Poi ci sono gli «investimenti» veri e propri: i 3 miliardi e mezzo per la sanità – soprattutto il ripristino di quella territoriale e i posti in rianimazione, con 9.600 assunzioni d’infermieri – e quelli per scuola e ricerca, compresa l’Università.
La parte più promettente, anche se insufficiente, perché quella che aggetta sul futuro. Che può, per ora come un semplice cartello segnaletico, anticipare una qualche correzione di linea nella direzione auspicata dal documento «Democratizing work» pubblicato da il manifesto ieri. Giusto un possibile presagio, da presidiare senza sconti.
Di qui si partirà, quando da Bruxelles si capirà quanto (e come) l’Europa saprà mettere sul tavolo della propria salvezza.
E sarà quella la vera partita. Sarà quel flusso di risorse e il modo della loro «distribuzione» a dirci se sarà tutto come prima, o se cambiare (almeno qualcosa) si può. E su questo piano qualcosa di ciò che ci aspetta ce l’hanno fatto già capire.
La proposta indecente di Fca per accaparrarsi 6 miliardi di liquidità «nazionale» con garanzia di quello Stato da cui sono fuggiti, in un paradiso fiscale, per non pagare il dovuto, la dice lunga dello spirito predatorio con cui il grande padronato sta preparando la partita.

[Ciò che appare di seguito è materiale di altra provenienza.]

use crate::error::{Error, Result};
use std::f64::consts::PI;
use std::fmt;

/// Relative tolerance used when two independently written conversion factors
/// are meant to denote the same unit (e.g. `0.0174532925199433` vs `π/180`).
pub const FACTOR_TOLERANCE: f64 = 1e-10;

/// Physical quantity a unit measures.
#[derive(Clone, Copy, Debug, PartialEq, Eq, Hash)]
#[cfg_attr(feature = "serde", derive(serde::Serialize, serde::Deserialize))]
#[cfg_attr(feature = "serde", serde(rename_all = "lowercase"))]
pub enum Dimension {
    Length,
    Angle,
    Time,
    Scale,
    Temperature,
}

impl Dimension {
    /// Symbol of the SI (or SI-coherent) base unit for this dimension.
    pub fn base_symbol(self) -> &'static str {
        match self {
            Dimension::Length => "m",
            Dimension::Angle => "rad",
            Dimension::Time => "s",
            Dimension::Scale => "one",
            Dimension::Temperature => "K",
        }
    }

    pub fn base_unit(self) -> Unit {
        Unit::new(self, 1.0)
    }
}

impl fmt::Display for Dimension {
    fn fmt(&self, f: &mut fmt::Formatter<'_>) -> fmt::Result {
        let name = match self {
            Dimension::Length => "length",
            Dimension::Angle => "angle",
            Dimension::Time => "time",
            Dimension::Scale => "scale",
            Dimension::Temperature => "temperature",
        };
        f.write_str(name)
    }
}

/// A unit of measure: `base = value * factor + offset`.
///
/// Two units are equal when they describe the same physical conversion; the
/// optional `name` only records how a user-defined unit was labelled.
#[derive(Clone, Debug)]
pub struct Unit {
    dimension: Dimension,
    factor: f64,
    offset: f64,
    name: Option<String>,
}

pub const METRE: Unit = Unit::new(Dimension::Length, 1.0);
pub const KILOMETRE: Unit = Unit::new(Dimension::Length, 1000.0);
pub const FOOT: Unit = Unit::new(Dimension::Length, 0.3048);
pub const US_SURVEY_FOOT: Unit = Unit::new(Dimension::Length, 1200.0 / 3937.0);
pub const NAUTICAL_MILE: Unit = Unit::new(Dimension::Length, 1852.0);

pub const RADIAN: Unit = Unit::new(Dimension::Angle, 1.0);
pub const MICRORADIAN: Unit = Unit::new(Dimension::Angle, 1e-6);
pub const DEGREE: Unit = Unit::new(Dimension::Angle, PI / 180.0);
pub const GRAD: Unit = Unit::new(Dimension::Angle, PI / 200.0);
pub const ARC_MINUTE: Unit = Unit::new(Dimension::Angle, PI / 10_800.0);
pub const ARC_SECOND: Unit = Unit::new(Dimension::Angle, PI / 648_000.0);

pub const SECOND: Unit = Unit::new(Dimension::Time, 1.0);
pub const MINUTE: Unit = Unit::new(Dimension::Time, 60.0);
pub const HOUR: Unit = Unit::new(Dimension::Time, 3600.0);
pub const DAY: Unit = Unit::new(Dimension::Time, 86_400.0);

pub const ONE: Unit = Unit::new(Dimension::Scale, 1.0);
pub const PPM: Unit = Unit::new(Dimension::Scale, 1e-6);

pub const KELVIN: Unit = Unit::new(Dimension::Temperature, 1.0);
pub const CELSIUS: Unit = Unit::affine(Dimension::Temperature, 1.0, 273.15);
pub const FAHRENHEIT: Unit = Unit::affine(Dimension::Temperature, 5.0 / 9.0, 459.67 * 5.0 / 9.0);

impl Unit {
    pub const fn new(dimension: Dimension, factor: f64) -> Self {
        Self {
            dimension,
            factor,
            offset: 0.0,
            name: None,
        }
    }

    pub const fn affine(dimension: Dimension, factor: f64, offset: f64) -> Self {
        Self {
            dimension,
            factor,
            offset,
            name: None,
        }
    }

    /// Attach a user-supplied label to this unit.
    pub fn with_name(mut self, name: impl Into<String>) -> Self {
        self.name = Some(name.into());
        self
    }

    pub fn dimension(&self) -> Dimension {
        self.dimension
    }

    pub fn factor(&self) -> f64 {
        self.factor
    }

    pub fn offset(&self) -> f64 {
        self.offset
    }

    pub fn name(&self) -> Option<&str> {
        self.name.as_deref()
    }

    pub fn is_base(&self) -> bool {
        self.factor == 1.0 && self.offset == 0.0
    }

    pub fn is_linear(&self) -> bool {
        self.offset == 0.0
    }

    /// Scale this unit: `self.times(f)` measures `f` of `self` per unit.
    pub fn times(&self, factor: f64) -> Unit {
        Unit {
            dimension: self.dimension,
            factor: self.factor * factor,
            offset: self.offset,
            name: None,
        }
    }

    pub fn is_compatible(&self, other: &Unit) -> bool {
        self.dimension == other.dimension
    }

    /// Same dimension and conversion up to [`FACTOR_TOLERANCE`].
    pub fn approx_eq(&self, other: &Unit) -> bool {
        self.dimension == other.dimension
            && relative_eq(self.factor, other.factor, FACTOR_TOLERANCE)
            && (self.offset - other.offset).abs() <= FACTOR_TOLERANCE * self.offset.abs().max(1.0)
    }

    pub fn to_base(&self, value: f64) -> f64 {
        value * self.factor + self.offset
    }

    pub fn from_base(&self, value: f64) -> f64 {
        (value - self.offset) / self.factor
    }

    /// Convert `value` expressed in `self` into `to`.
    pub fn convert(&self, value: f64, to: &Unit) -> Result<f64> {
        if !self.is_compatible(to) {
            return Err(Error::Incompatible {
                from: self.to_string(),
                to: to.to_string(),
            });
        }
        if self == to {
            return Ok(value);
        }
        Ok(to.from_base(self.to_base(value)))
    }
}

impl PartialEq for Unit {
    fn eq(&self, other: &Self) -> bool {
        self.dimension == other.dimension
            && self.factor == other.factor
            && self.offset == other.offset
    }
}

impl fmt::Display for Unit {
    fn fmt(&self, f: &mut fmt::Formatter<'_>) -> fmt::Result {
        if let Some(name) = &self.name {
            return f.write_str(name);
        }
        f.write_str(self.dimension.base_symbol())?;
        if self.factor != 1.0 {
            write!(f, "*{:?}", self.factor)?;
        }
        if self.offset != 0.0 {
            write!(f, "+{:?}", self.offset)?;
        }
        Ok(())
    }
}

pub(crate) fn relative_eq(a: f64, b: f64, tolerance: f64) -> bool {
    if a == b {
        return true;
    }
    let scale = a.abs().max(b.abs());
    (a - b).abs() <= tolerance * scale
}

#[cfg(test)]
mod tests {
    use super::*;

    #[test]
    fn equality_ignores_name() {
        let named = FOOT.clone().with_name("international foot");
        assert_eq!(named, FOOT);
        assert_eq!(named.name(), Some("international foot"));
    }

    #[test]
    fn converts_feet_to_metres() {
        let v = FOOT.convert(1000.0, &METRE).unwrap();
        assert!((v - 304.8).abs() < 1e-9);
    }

    #[test]
    fn rejects_incompatible_conversion() {
        assert!(matches!(
            DEGREE.convert(1.0, &METRE),
            Err(Error::Incompatible { .. })
        ));
    }

    #[test]
    fn celsius_is_affine() {
        assert!(!CELSIUS.is_linear());
        let k = CELSIUS.convert(0.0, &KELVIN).unwrap();
        assert!((k - 273.15).abs() < 1e-12);
        let f = CELSIUS.convert(100.0, &FAHRENHEIT).unwrap();
        assert!((f - 212.0).abs() < 1e-9);
    }

    #[test]
    fn approx_eq_accepts_rounded_factors() {
        let epsg_degree = Unit::new(Dimension::Angle, 0.0174532925199433);
        assert_ne!(epsg_degree, DEGREE);
        assert!(epsg_degree.approx_eq(&DEGREE));
        assert!(!epsg_degree.approx_eq(&GRAD));
    }

    #[test]
    fn display_falls_back_to_base_symbol() {
        assert_eq!(METRE.to_string(), "m");
        assert_eq!(FOOT.to_string(), "m*0.3048");
    }
}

Non faranno sconti né prigionieri. Faranno di tutto – passata la paura – perché nulla sia diverso da prima – il che significa che tutto sarà peggiore.
Prepararsi ad affrontarli significa, dall’altra parte, avere il coraggio di cambiare, davvero tanto. Di puntare alto, e forte. Di ridare fiato alla contrattazione e al conflitto puntando su processi diffusi di democratizzazione e di auto-organizzazione che sappiano raccogliere la forza di un mondo del lavoro giustamente orgoglioso del proprio ruolo e dei crediti accumulati in questi anni.